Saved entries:
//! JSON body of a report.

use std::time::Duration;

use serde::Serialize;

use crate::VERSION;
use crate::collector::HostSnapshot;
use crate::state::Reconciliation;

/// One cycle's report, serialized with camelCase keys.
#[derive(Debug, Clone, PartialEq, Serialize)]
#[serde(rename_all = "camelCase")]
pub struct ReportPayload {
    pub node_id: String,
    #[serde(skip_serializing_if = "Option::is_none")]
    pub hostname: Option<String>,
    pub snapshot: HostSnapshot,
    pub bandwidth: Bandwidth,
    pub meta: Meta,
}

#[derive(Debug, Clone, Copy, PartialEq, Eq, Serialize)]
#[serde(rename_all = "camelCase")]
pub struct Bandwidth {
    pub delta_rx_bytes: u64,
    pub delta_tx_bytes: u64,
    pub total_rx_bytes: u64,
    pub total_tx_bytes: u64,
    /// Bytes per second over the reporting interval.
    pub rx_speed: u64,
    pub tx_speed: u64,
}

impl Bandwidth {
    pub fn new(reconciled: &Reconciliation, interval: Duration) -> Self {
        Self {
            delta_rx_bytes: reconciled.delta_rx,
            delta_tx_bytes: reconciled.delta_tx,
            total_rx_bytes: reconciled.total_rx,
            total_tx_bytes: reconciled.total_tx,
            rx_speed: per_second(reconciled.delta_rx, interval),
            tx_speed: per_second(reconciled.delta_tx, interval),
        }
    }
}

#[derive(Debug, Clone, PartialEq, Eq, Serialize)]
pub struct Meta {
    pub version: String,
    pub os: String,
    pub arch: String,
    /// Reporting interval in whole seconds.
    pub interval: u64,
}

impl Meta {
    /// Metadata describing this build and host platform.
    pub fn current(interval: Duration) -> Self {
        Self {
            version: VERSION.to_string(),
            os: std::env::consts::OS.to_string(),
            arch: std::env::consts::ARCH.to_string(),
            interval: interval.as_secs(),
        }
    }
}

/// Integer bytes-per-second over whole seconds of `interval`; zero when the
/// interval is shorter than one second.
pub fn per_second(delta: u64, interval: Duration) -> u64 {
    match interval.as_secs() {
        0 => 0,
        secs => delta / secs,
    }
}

Prompt: Could you transcribe the records in full, exactly?

Output below:
//! JSON body of a report.

use std::time::Duration;

use serde::Serialize;

use crate::VERSION;
use crate::collector::HostSnapshot;
use crate::state::Reconciliation;

/// One cycle's report, serialized with camelCase keys.
#[derive(Debug, Clone, PartialEq, Serialize)]
#[serde(rename_all = "camelCase")]
pub struct ReportPayload {
    pub node_id: String,
    #[serde(skip_serializing_if = "Option::is_none")]
    pub hostname: Option<String>,
    pub snapshot: HostSnapshot,
    pub bandwidth: Bandwidth,
    pub meta: Meta,
}

#[derive(Debug, Clone, Copy, PartialEq, Eq, Serialize)]
#[serde(rename_all = "camelCase")]
pub struct Bandwidth {
    pub delta_rx_bytes: u64,
    pub delta_tx_bytes: u64,
    pub total_rx_bytes: u64,
    pub total_tx_bytes: u64,
    /// Bytes per second over the reporting interval.
    pub rx_speed: u64,
    pub tx_speed: u64,
}

impl Bandwidth {
    pub fn new(reconciled: &Reconciliation, interval: Duration) -> Self {
        Self {
            delta_rx_bytes: reconciled.delta_rx,
            delta_tx_bytes: reconciled.delta_tx,
            total_rx_bytes: reconciled.total_rx,
            total_tx_bytes: reconciled.total_tx,
            rx_speed: per_second(reconciled.delta_rx, interval),
            tx_speed: per_second(reconciled.delta_tx, interval),
        }
    }
}

#[derive(Debug, Clone, PartialEq, Eq, Serialize)]
pub struct Meta {
    pub version: String,
    pub os: String,
    pub arch: String,
    /// Reporting interval in whole seconds.
    pub interval: u64,
}

impl Meta {
    /// Metadata describing this build and host platform.
    pub fn current(interval: Duration) -> Self {
        Self {
            version: VERSION.to_string(),
            os: std::env::consts::OS.to_string(),
            arch: std::env::consts::ARCH.to_string(),
            interval: interval.as_secs(),
        }
    }
}

/// Integer bytes-per-second over whole seconds of `interval`; zero when the
/// interval is shorter than one second.
pub fn per_second(delta: u64, interval: Duration) -> u64 {
    match interval.as_secs() {
        0 => 0,
        secs => delta / secs,
    }
}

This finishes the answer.